■ **Exercise requirements**
Return, exactly and in full, the lines of the records below starting at the one with "pub use schema::MIGRATIONS;" and ending at the one with "if let Some(path)", and no other lines.

Stored data below:

impl<G, A> QuadTree<G, A> {
    pub fn new() -> Self {
        Self::with_config(&TerrainConfig::default())
    }

    pub fn with_config(config: &TerrainConfig) -> Self {
        Self {
            nodes: None,
            total_width: 0.0,
            total_height: 0.0,
            cell_size: config.cell_size,
            sector_size: config.sector_size,
            culling: config.culling,
            interpolation: config.interpolation,
            models: HashMap::new(),
            components: HashMap::new(),
            next_id: 1,
        }
    }

    // ============================================
    // Построение
    // ============================================

    /// Построить иерархию из heightmap. Старая иерархия выбрасывается.
    /// При ошибке дерево остаётся не построенным, все объекты откреплены,
    /// но остаются зарегистрированными.
    pub fn create<D>(
        &mut self,
        allocator: &mut D,
        cell_size: f32,
        sector_size: usize,
        field: &HeightField,
    ) -> Result<(), TerrainError>
    where
        D: MeshAllocator<Mesh = G>,
    {
        self.discard();

        log::debug!(
            "[QuadTree] create: field {}x{}, cell {}, sector {}",
            field.width(),
            field.height(),
            cell_size,
            sector_size
        );

        let arena = match build_hierarchy(allocator, cell_size, sector_size, field) {
            Ok(arena) => arena,
            Err(e) => {
                log::warn!("[QuadTree] build failed: {}", e);
                return Err(e);
            }
        };

        self.cell_size = cell_size;
        self.sector_size = sector_size;
        self.total_width = (field.width() - 1) as f32 * cell_size;
        self.total_height = (field.height() - 1) as f32 * cell_size;
        self.nodes = Some(arena);

        self.attach_all();

        log::info!(
            "[QuadTree] built {:.0}x{:.0}: {} nodes, {} leaves, {} tris, heights {:.2}..{:.2}",
            self.total_width,
            self.total_height,
            self.node_count(),
            self.leaf_count(),
            self.triangle_count(),
            self.min_height(),
            self.max_height()
        );
        Ok(())
    }

    /// `create` с cell/sector из конфига
    pub fn create_with_config<D>(&mut self, allocator: &mut D, field: &HeightField) -> Result<(), TerrainError>
    where
        D: MeshAllocator<Mesh = G>,
    {
        self.create(allocator, self.cell_size, self.sector_size, field)
    }

    /// Выбросить иерархию и открепить все объекты
    fn discard(&mut self) {
        self.nodes = None;
        self.total_width = 0.0;
        self.total_height = 0.0;
        for placement in self.models.values_mut() {
            placement.node = None;
        }
        for slot in self.components.values_mut() {
            slot.node = None;
        }
    }

    /// Расселить по новой иерархии всех зарегистрированных
    fn attach_all(&mut self) {
        let Some(arena) = self.nodes.as_mut() else { return };
        let mode = self.interpolation;

        for (&id, slot) in self.components.iter_mut() {
            if !attach_component(arena, id, slot, mode) {
                log::warn!("[QuadTree] component {:?} is outside the terrain", id);
            }
        }
        for (&id, placement) in self.models.iter_mut() {
            if !attach_model(arena, id, placement, mode) {
                log::warn!("[QuadTree] model {:?} is outside the terrain", id);
            }
        }
    }

    // ============================================
    // Состояние
    // ============================================

    #[inline]
    pub fn is_valid(&self) -> bool {
        self.nodes.is_some()
    }

    /// Мировой размер по X
    #[inline]
    pub fn width(&self) -> f32 {
        self.total_width
    }

    /// Мировой размер по Z
    #[inline]
    pub fn height(&self) -> f32 {
        self.total_height
    }

    #[inline]
    pub fn cell_size(&self) -> f32 {
        self.cell_size
    }

    #[inline]
    pub fn sector_size(&self) -> usize {
        self.sector_size
    }

    pub fn min_height(&self) -> f32 {
        self.root_node().map_or(0.0, QuadTreeNode::min_height)
    }

    pub fn max_height(&self) -> f32 {
        self.root_node().map_or(0.0, QuadTreeNode::max_height)
    }

    pub fn node_count(&self) -> usize {
        self.nodes.as_ref().map_or(0, NodeArena::len)
    }

    pub fn leaf_count(&self) -> usize {
        self.nodes.as_ref().map_or(0, |arena| arena.leaves().count())
    }

    pub fn triangle_count(&self) -> usize {
        self.nodes
            .as_ref()
            .map_or(0, |arena| arena.leaves().map(|(_, node)| node.num_tris()).sum())
    }

    pub fn root(&self) -> Option<NodeId> {
        self.nodes.as_ref().map(NodeArena::root)
    }

    fn root_node(&self) -> Option<&QuadTreeNode<G>> {
        let arena = self.nodes.as_ref()?;
        arena.get(arena.root())
    }

    pub fn node(&self, id: NodeId) -> Option<&QuadTreeNode<G>> {
        self.nodes.as_ref()?.get(id)
    }

    pub fn nodes(&self) -> Option<&NodeArena<G>> {
        self.nodes.as_ref()
    }

    /// Самый глубокий узел, содержащий (x, z)
    pub fn deepest_node_at(&self, x: f32, z: f32) -> Option<NodeId> {
        self.nodes.as_ref()?.find_owner(x, z)
    }

    #[inline]
    pub fn culling(&self) -> bool {
        self.culling
    }

    pub fn set_culling(&mut self, enabled: bool) {
        self.culling = enabled;
    }

    #[inline]
    pub fn interpolation(&self) -> HeightInterpolation {
        self.interpolation
    }

    pub fn set_interpolation(&mut self, mode: HeightInterpolation) {
        self.interpolation = mode;
    }

    // ============================================
    // Высота
    // ============================================

    /// Высота террейна в (x, z), OUT_OF_RANGE вне террейна
    pub fn height_at(&self, x: f32, z: f32) -> f32 {
        match &self.nodes {
            Some(arena) => arena.height_at(arena.root(), x, z, self.interpolation),
            None => OUT_OF_RANGE,
        }
    }

    pub fn try_height_at(&self, x: f32, z: f32) -> Option<f32> {
        let height = self.height_at(x, z);
        (height != OUT_OF_RANGE).then_some(height)
    }

    // ============================================
    // Модели
    // ============================================

    fn next_id(&mut self) -> u64 {
        let id = self.next_id;
        self.next_id += 1;
        id
    }

    /// Поставить модель. Y == 0.0 - поставить на поверхность.
    /// None если террейн не построен или точка вне террейна.
    pub fn add_model(&mut self, asset: A, position: Vec3, scale: f32, rotation: Vec3) -> Option<ModelId> {
        let mode = self.interpolation;
        let arena = self.nodes.as_mut()?;

        let mut placement = ModelPlacement::new(asset, position, scale, rotation);
        let id = ModelId(self.next_id);
        if !attach_model(arena, id, &mut placement, mode) {
            log::warn!(
                "[QuadTree] model at ({:.1}, {:.1}) is outside the terrain",
                position.x,
                position.z
            );
            return None;
        }

        self.next_id();
        self.models.insert(id, placement);
        Some(id)
    }

    /// Переставить модель. false если модель не в узле после перестановки.
    /// На не построенном террейне ничего не меняет.
    pub fn update_model_position(&mut self, id: ModelId, position: Vec3) -> bool {
        let mode = self.interpolation;
        let Some(arena) = self.nodes.as_mut() else { return false };
        let Some(placement) = self.models.get_mut(&id) else { return false };

        detach_model(arena, id, placement);
        placement.position = position;

        let attached = attach_model(arena, id, placement, mode);
        log::debug!("[QuadTree] model {:?} moved to {:?} (node {:?})", id, position, placement.node);
        attached
    }

    pub fn remove_model(&mut self, id: ModelId) -> Option<A> {
        let mut placement = self.models.remove(&id)?;
        if let Some(arena) = self.nodes.as_mut() {
            detach_model(arena, id, &mut placement);
        }
        Some(placement.asset)
    }

    pub fn model(&self, id: ModelId) -> Option<&ModelPlacement<A>> {
        self.models.get(&id)
    }

    pub fn model_node(&self, id: ModelId) -> Option<NodeId> {
        self.models.get(&id)?.node
    }

    pub fn model_count(&self) -> usize {
        self.models.len()
    }

    /// Сколько объектов сейчас прикреплено к узлам
    pub fn object_count(&self) -> usize {
        self.nodes
            .as_ref()
            .map_or(0, |arena| arena.iter().map(|(_, node)| node.object_count()).sum())
    }

    // ============================================
    // Компоненты
    // ============================================

    /// Зарегистрировать компонент. Если террейн ещё не построен,
    /// компонент будет размещён при следующем `create`.
    pub fn add_component(&mut self, component: Box<dyn TerrainComponent<A>>) -> ComponentId {
        let mode = self.interpolation;
        let id = ComponentId(self.next_id());
        let mut slot = ComponentSlot { component, node: None };

        if let Some(arena) = self.nodes.as_mut() {
            if !attach_component(arena, id, &mut slot, mode) {
                log::warn!("[QuadTree] component {:?} is outside the terrain", id);
            }
        }

        self.components.insert(id, slot);
        id
    }

    pub fn remove_component(&mut self, id: ComponentId) -> Option<Box<dyn TerrainComponent<A>>> {
        let mut slot = self.components.remove(&id)?;
        if let Some(arena) = self.nodes.as_mut() {
            detach_component(arena, id, &mut slot);
        }
        Some(slot.component)
    }

    /// Сменить позицию компонента и переселить его.
    /// false если компонент не найден или не попал ни в один узел.
    /// На не построенном террейне ничего не меняет.
    pub fn move_component(&mut self, id: ComponentId, position: Vec3) -> bool {
        let mode = self.interpolation;
        let Some(arena) = self.nodes.as_mut() else { return false };
        let Some(slot) = self.components.get_mut(&id) else { return false };

        slot.component.set_position(position);
        rehome_component(arena, id, slot, mode)
    }

    pub fn component(&self, id: ComponentId) -> Option<&dyn TerrainComponent<A>> {
        self.components.get(&id).map(|slot| slot.component.as_ref())
    }

    pub fn component_mut(&mut self, id: ComponentId) -> Option<&mut (dyn TerrainComponent<A> + 'static)> {
        self.components.get_mut(&id).map(|slot| slot.component.as_mut())
    }

    pub fn component_node(&self, id: ComponentId) -> Option<NodeId> {
        self.components.get(&id)?.node
    }

    pub fn component_count(&self) -> usize {
        self.components.len()
    }

    // ============================================
    // Кадр
    // ============================================

    /// Тик всех компонентов. Сдвинувшиеся переселяются.
    pub fn update(&mut self, dt: f32) {
        let mode = self.interpolation;
        for (&id, slot) in self.components.iter_mut() {
            let before = slot.component.position();
            slot.component.update(dt);

            if slot.component.position() == before {
                continue;
            }
            if let Some(arena) = self.nodes.as_mut() {
                rehome_component(arena, id, slot, mode);
            }
        }
    }

    /// Загрузить ресурсы всех зарегистрированных компонентов
    pub fn load_content(&mut self) {
        for slot in self.components.values_mut() {
            slot.component.load();
        }
        log::debug!("[QuadTree] loaded {} components", self.components.len());
    }

    /// Освободить ресурсы всех зарегистрированных компонентов
    pub fn unload_content(&mut self) {
        for slot in self.components.values_mut() {
            slot.component.unload();
        }
    }

    /// Нарисовать террейн, затем модели и компоненты видимых узлов
    pub fn draw<R>(&mut self, renderer: &mut R, frame: &FrameContext)
    where
        R: MeshRenderer<G> + ModelRenderer<A>,
    {
        if self.draw_terrain(renderer, frame) {
            self.draw_objects(renderer, frame);
        }
    }

    /// Проход по мешам. false если рисовать нечего.
    pub fn draw_terrain<R>(&mut self, renderer: &mut R, frame: &FrameContext) -> bool
    where
        R: MeshRenderer<G> + ?Sized,
    {
        let Some(arena) = self.nodes.as_mut() else { return false };
        let root = arena.root();
        arena.draw(root, renderer, &frame.view_projection, self.culling);
        true
    }

    /// Модели, затем компоненты узлов, нарисованных в последнем `draw_terrain`
    pub fn draw_objects<R>(&self, renderer: &mut R, frame: &FrameContext)
    where
        R: ModelRenderer<A>,
    {
        let Some(arena) = self.nodes.as_ref() else { return };
        let drawn = arena.drawn_nodes();

        for &node_id in &drawn {
            for model_id in arena.node(node_id).models() {
                if let Some(placement) = self.models.get(&model_id) {
                    renderer.draw_model(
                        &placement.asset,
                        placement.world_matrix(),
                        &frame.view,
                        &frame.projection,
                    );
                }
            }
        }

        for &node_id in &drawn {
            for component_id in arena.node(node_id).components() {
                if let Some(slot) = self.components.get(&component_id) {
                    slot.component.draw(&mut *renderer, frame);
                }
            }
        }
    }
}
//! Database module for usermail.
//!
//! This module provides the SQLite connection pool and migration management.

mod blocked_email;
mod repository;
mod schema;
mod user;

pub use blocked_email::{BlockedEmail, BlockedEmailRepository};
pub use repository::{ListRequest, Page, SortField, SortOrder, UserRepository};
pub use schema::MIGRATIONS;
pub use user::{NewUser, User, UserUpdate};

use std::path::Path;
use std::str::FromStr;
use std::time::Duration;

use sqlx::sqlite::{SqliteConnectOptions, SqliteJournalMode, SqlitePoolOptions};
use sqlx::SqlitePool;
use tracing::{debug, info};

use crate::Result;

/// Database wrapper owning the SQLite pool.
pub struct Database {
    pool: SqlitePool,
}

impl Database {
    /// Open the database at the given `sqlite:` URL.
    ///
    /// The file and its parent directories are created if missing, and
    /// pending migrations are applied.
    pub async fn open(url: &str) -> Result<Self> {
        info!("Opening database at {}", url);

        if let Some(path) = file_path_from_url(url) {
            if let Some(parent) = Path::new(path).parent() {
                if !parent.as_os_str().is_empty() && !parent.exists() {
                    std::fs::create_dir_all(parent)?;
                }
            }
        }

        let options = SqliteConnectOptions::from_str(url)?
            .create_if_missing(true)
            .foreign_keys(true)
            .journal_mode(SqliteJournalMode::Wal)
            .busy_timeout(Duration::from_secs(5));

        let pool = SqlitePoolOptions::new()
            .max_connections(5)
            .connect_with(options)
            .await?;

        let db = Self { pool };
        db.migrate().await?;
        Ok(db)
    }

    /// Open an in-memory database for testing.
    ///
    /// Every connection to `:memory:` is a separate database, so the pool is
    /// pinned to a single connection that is never recycled.
    pub async fn open_in_memory() -> Result<Self> {
        debug!("Opening in-memory database");
        let options = SqliteConnectOptions::from_str("sqlite::memory:")?.foreign_keys(true);

        let pool = SqlitePoolOptions::new()
            .max_connections(1)
            .idle_timeout(None)
            .max_lifetime(None)
            .connect_with(options)
            .await?;

        let db = Self { pool };
        db.migrate().await?;
        Ok(db)
    }

    /// Get a reference to the connection pool.
    pub fn pool(&self) -> &SqlitePool {
        &self.pool
    }

    /// Get the current schema version.
    pub async fn schema_version(&self) -> Result<i64> {
        if !self.table_exists("schema_version").await? {
            return Ok(0);
        }

        let version: i64 =
            sqlx::query_scalar("SELECT COALESCE(MAX(version), 0) FROM schema_version")
                .fetch_one(&self.pool)
                .await?;

        Ok(version)
    }

    /// Apply pending migrations.
    pub async fn migrate(&self) -> Result<()> {
        let current_version = self.schema_version().await?;

        if current_version as usize >= MIGRATIONS.len() {
            debug!("Database is up to date (version {})", current_version);
            return Ok(());
        }

        info!(
            "Migrating database from version {} to {}",
            current_version,
            MIGRATIONS.len()
        );

        sqlx::query(
            "CREATE TABLE IF NOT EXISTS schema_version (
                version     INTEGER PRIMARY KEY,
                applied_at  TEXT NOT NULL DEFAULT (datetime('now'))
            )",
        )
        .execute(&self.pool)
        .await?;

        for (i, migration) in MIGRATIONS.iter().enumerate().skip(current_version as usize) {
            let version = (i + 1) as i64;
            info!("Applying migration v{}", version);

            let mut tx = self.pool.begin().await?;
            sqlx::raw_sql(*migration).execute(&mut *tx).await?;
            sqlx::query("INSERT INTO schema_version (version) VALUES (?)")
                .bind(version)
                .execute(&mut *tx)
                .await?;
            tx.commit().await?;

            debug!("Migration v{} applied successfully", version);
        }

        info!(
            "Database migration complete (now at version {})",
            MIGRATIONS.len()
        );
        Ok(())
    }

    /// Check if a table exists.
    pub async fn table_exists(&self, table_name: &str) -> Result<bool> {
        let exists: bool = sqlx::query_scalar(
            "SELECT EXISTS(SELECT 1 FROM sqlite_master WHERE type='table' AND name=?)",
        )
        .bind(table_name)
        .fetch_one(&self.pool)
        .await?;
        Ok(exists)
    }

    /// Close the pool, waiting for checked-out connections to be returned.
    pub async fn close(&self) {
        self.pool.close().await;
    }
}

impl std::fmt::Debug for Database {
    fn fmt(&self, f: &mut std::fmt::Formatter<'_>) -> std::fmt::Result {
        f.debug_struct("Database").finish()
    }
}

/// Extract the file path from a `sqlite:` URL, or `None` for in-memory URLs.
fn file_path_from_url(url: &str) -> Option<&str> {
    let rest = url
        .strip_prefix("sqlite://")
        .or_else(|| url.strip_prefix("sqlite:"))?;
    let path = rest.split('?').next().unwrap_or(rest);
    if path.is_empty() || path == ":memory:" {
        None
    } else {
        Some(path)
    }
}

End of Stored data.

■ **Answer below**
pub use schema::MIGRATIONS;
pub use user::{NewUser, User, UserUpdate};

use std::path::Path;
use std::str::FromStr;
use std::time::Duration;

use sqlx::sqlite::{SqliteConnectOptions, SqliteJournalMode, SqlitePoolOptions};
use sqlx::SqlitePool;
use tracing::{debug, info};

use crate::Result;

/// Database wrapper owning the SQLite pool.
pub struct Database {
    pool: SqlitePool,
}

impl Database {
    /// Open the database at the given `sqlite:` URL.
    ///
    /// The file and its parent directories are created if missing, and
    /// pending migrations are applied.
    pub async fn open(url: &str) -> Result<Self> {
        info!("Opening database at {}", url);

        if let Some(path) = file_path_from_url(url) {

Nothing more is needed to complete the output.